One of the mechanisms advocated by the World Health Organization to ensure the distribution of vaccines is the suspension of patents. But Europeans and a few countries reject such an agreement. Bruce Aylward, the agency’s representative, requested that the Brazilian government help other countries come to an understanding, given its expertise on the subject and its production capacity.
For Tedros, if there is a treaty that allows such patent infringement, it is time to use it. “If not, we have to ask ourselves why there is.”
To achieve the goals, the United Nations and the World Health Organization recommend governments to:
Changing vaccine delivery schedules with COVAX to increase coverage in countries in need;
– Fulfill and expedite short-term distribution of vaccines and donation commitments to COVAX to those with existing pledges;
– Create new commitments for dose-sharing to facilitate progress towards the target of 70% coverage in each country.

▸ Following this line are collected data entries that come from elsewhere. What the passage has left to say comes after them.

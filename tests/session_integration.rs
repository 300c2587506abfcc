use rust_photo_lab::config::{Configuration, FilterUpdate, PreviewOptions};
use rust_photo_lab::session::{Session, decode, encode_png};
use rust_photo_lab::{Error, PixelBuffer};

fn gradient(width: u32, height: u32) -> PixelBuffer {
    let mut buf = PixelBuffer::new(width, height).unwrap();
    for y in 0..height {
        for x in 0..width {
            let v = ((x + y) * 255 / (width + height - 2)) as u8;
            buf.put_pixel(x, y, [v, 255 - v, 128, 255]).unwrap();
        }
    }
    buf
}

fn invert(amount: f32) -> FilterUpdate {
    FilterUpdate {
        invert: Some(amount),
        ..FilterUpdate::default()
    }
}

#[test]
fn load_seeds_history_with_base_render() {
    let mut session = Session::default();
    let src = gradient(8, 6);
    let working = session.load_image(src.clone());
    assert_eq!(*working, src);
    let status = session.history_status();
    assert_eq!(status.len, 1);
    assert_eq!(status.cursor, Some(0));
    assert!(!status.can_undo);
}

#[test]
fn undo_restores_pixels_but_not_parameters() {
    let mut session = Session::default();
    let src = gradient(5, 5);
    session.load_image(src.clone());

    let inverted = session.set_parameters(&invert(100.0)).unwrap();
    assert!(session.snapshot());
    assert_eq!(session.history().len(), 2);

    let restored = session.undo().unwrap();
    assert_eq!(*restored, src);
    assert_eq!(**session.working().unwrap(), src);
    assert!((session.parameters().invert - 100.0).abs() < f32::EPSILON);

    let again = session.redo().unwrap();
    assert_eq!(again, inverted);
}

#[test]
fn loading_a_new_image_clears_history() {
    let mut session = Session::default();
    session.load_image(gradient(4, 4));
    session.set_parameters(&invert(50.0));
    session.snapshot();
    assert_eq!(session.history().len(), 2);

    session.load_image(gradient(6, 3));
    assert_eq!(session.history().len(), 1);
    assert!(!session.history().can_undo());
    // parameters survive the reload
    assert!((session.parameters().invert - 50.0).abs() < f32::EPSILON);
}

#[test]
fn export_round_trips_through_png() {
    let mut session = Session::default();
    assert!(matches!(session.export_png(), Err(Error::NothingToExport)));

    session.load_image(gradient(7, 3));
    let working = session.set_parameters(&invert(100.0)).unwrap();
    let png = session.export_png().unwrap();
    let decoded = decode(&png).unwrap();
    assert_eq!(decoded, *working);
}

#[test]
fn export_ignores_preview_zoom() {
    let mut session = Session::default();
    session.load_image(gradient(30, 20));
    let preview = session
        .preview(&PreviewOptions {
            zoom: 0.5,
            fit_to_width: false,
            ..PreviewOptions::default()
        })
        .unwrap()
        .unwrap();
    assert_eq!(preview.dimensions(), (15, 10));
    let exported = decode(&session.export_png().unwrap()).unwrap();
    assert_eq!(exported.dimensions(), (30, 20));
}

#[test]
fn load_encoded_png() {
    let src = gradient(9, 4);
    let png = encode_png(&src).unwrap();
    let mut session = Session::default();
    let working = session.load_encoded(&png).unwrap();
    assert_eq!(*working, src);
}

#[test]
fn corrupt_bytes_leave_session_untouched() {
    let mut session = Session::default();
    let src = gradient(4, 4);
    session.load_image(src.clone());
    let mut png = encode_png(&gradient(3, 3)).unwrap();
    png.truncate(png.len() / 2);
    assert!(matches!(session.load_encoded(&png), Err(Error::Decode(_))));
    assert_eq!(**session.source().unwrap(), src);
    assert_eq!(**session.working().unwrap(), src);
}

#[test]
fn session_from_config_applies_filters_and_limit() {
    let yaml = r#"
history-limit: 2
filters:
  invert: 100
"#;
    let cfg: Configuration = serde_yaml::from_str(yaml).unwrap();
    let mut session = Session::from_config(&cfg);
    let working = session.load_image(PixelBuffer::from_pixel(2, 2, [0, 0, 0, 255]).unwrap());
    assert_eq!(working.pixel(0, 0), Some([255, 255, 255, 255]));
    for amount in [10.0, 20.0, 30.0] {
        session.set_parameters(&invert(amount));
        session.snapshot();
    }
    assert_eq!(session.history().len(), 2);
}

Vaccine producing countries must:
Allowing the free flow of vaccines and ready-made raw materials;
Allow diversified production of vaccines, both geographically and technologically, including through non-exclusive and transparent licensing and knowledge sharing to allow technology transfer and industrialization expansion.
COVID-19 vaccine manufacturers must:
– Prioritizing and promptly implementing COVAX contracts;
Provide full transparency on global monthly production of COVID-19 vaccines and clear monthly schedules of supplies to COVAX, AVAT and LMICs, to allow proper planning at global and national levels and optimum use of scarce supplies;
Engaging and actively working with countries with high coverage that have contracted large volumes of vaccines to enable prioritization of COVAX and AVAT contracts, including through delivery schedule changes, and to facilitate rapid and early dose sharing;
Commit to faster knowledge sharing, facilitate technology transfer and provide transparent and non-exclusive voluntary licenses to ensure that future vaccine supplies are reliable, affordable, available and spread across all countries with equitable access volumes and deadlines.